Often in modern science, the importance of research is determined by a very small piece of a very large puzzle. This small piece is called a P value, or a probability value. It is common practice in research to hinge the significance of results on the P value. The general rule of thumb is that if your study has p<.05, then you have achieved statistical significance. Understanding what that means is a bit complicated, but to put it simply (and probably understated) that means that your results only have a 5% chance (or less) of being the result of random chance. In other words, you are 95% certain that your study has found something! That sounds great, right?

Well hold on a minute. How do we figure out this P value?

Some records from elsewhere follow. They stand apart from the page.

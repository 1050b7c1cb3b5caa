//! Repository for the `ai_chat_messages` table.

use kublade_core::types::{new_id, DbId};
use sqlx::PgPool;

use crate::models::ai_chat_message::{AiChatMessage, CreateAiChatMessage};

const COLUMNS: &str = "id, project_id, user_id, role, content, created_at, updated_at";

pub struct AiChatMessageRepo;

impl AiChatMessageRepo {
    pub async fn create(
        pool: &PgPool,
        project_id: DbId,
        user_id: DbId,
        input: &CreateAiChatMessage,
    ) -> Result<AiChatMessage, sqlx::Error> {
        let query = format!(
            "INSERT INTO ai_chat_messages (id, project_id, user_id, role, content)
             VALUES ($1, $2, $3, $4, $5)
             RETURNING {COLUMNS}"
        );
        sqlx::query_as::<_, AiChatMessage>(&query)
            .bind(new_id())
            .bind(project_id)
            .bind(user_id)
            .bind(&input.role)
            .bind(&input.content)
            .fetch_one(pool)
            .await
    }

    /// The conversation of one project, oldest message first.
    pub async fn list_for_project(
        pool: &PgPool,
        project_id: DbId,
    ) -> Result<Vec<AiChatMessage>, sqlx::Error> {
        let query = format!(
            "SELECT {COLUMNS} FROM ai_chat_messages
             WHERE project_id = $1
             ORDER BY created_at ASC, id ASC"
        );
        sqlx::query_as::<_, AiChatMessage>(&query)
            .bind(project_id)
            .fetch_all(pool)
            .await
    }
}
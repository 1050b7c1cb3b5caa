//! Route definitions for the `/templates` resource.

use axum::routing::{delete, get, post, put};
use axum::Router;
use kublade_core::roles::{
    PERM_TEMPLATES_CREATE, PERM_TEMPLATES_IMPORT, PERM_TEMPLATES_VIEW, PERM_TEMPLATE_DELETE,
    PERM_TEMPLATE_UPDATE, PERM_TEMPLATE_VIEW,
};

use crate::handlers::templates;
use crate::middleware::permission::guarded;
use crate::state::AppState;

/// Routes mounted at `/templates`.
///
/// ```text
/// GET    /                        -> list
/// POST   /                        -> create
/// POST   /import                  -> import (dispatch)
/// GET    /{template_id}           -> get
/// PUT    /{template_id}           -> update
/// DELETE /{template_id}           -> delete
/// GET    /{template_id}/files     -> files
/// ```
pub fn router() -> Router<AppState> {
    Router::new()
        .route(
            "/",
            guarded(get(templates::list), PERM_TEMPLATES_VIEW)
                .merge(guarded(post(templates::create), PERM_TEMPLATES_CREATE)),
        )
        .route("/import", guarded(post(templates::import), PERM_TEMPLATES_IMPORT))
        .route(
            "/{template_id}",
            guarded(get(templates::get), PERM_TEMPLATE_VIEW)
                .merge(guarded(put(templates::update), PERM_TEMPLATE_UPDATE))
                .merge(guarded(delete(templates::delete), PERM_TEMPLATE_DELETE)),
        )
        .route(
            "/{template_id}/files",
            guarded(get(templates::files), PERM_TEMPLATE_VIEW),
        )
}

Well YOU hold on a minute. Let’s first take a deeper look at what it is. Before you can really understand what a P value is, you need to understand hypothesis testing. Let’s make up an awesome study. You want to look into the aerodynamics of unladen swallows, and you believe that where they are from will differentiate their airspeed velocity. You gather up 50 swallows from Europe and 50 swallows from Africa and you are ready to put them to the test. In case you haven’t realized it yet, you have already formed a test hypothesis!

Your test hypothesis looks something like this:

H_1: Unladen European swallows have a different airspeed velocity from unladen African swallows.

In statistical testing, however, it is really a test of what is called the null hypothesis, which in this case would be something like this:

H_0: There is no difference in unladen airspeed velocity between African or European swallows.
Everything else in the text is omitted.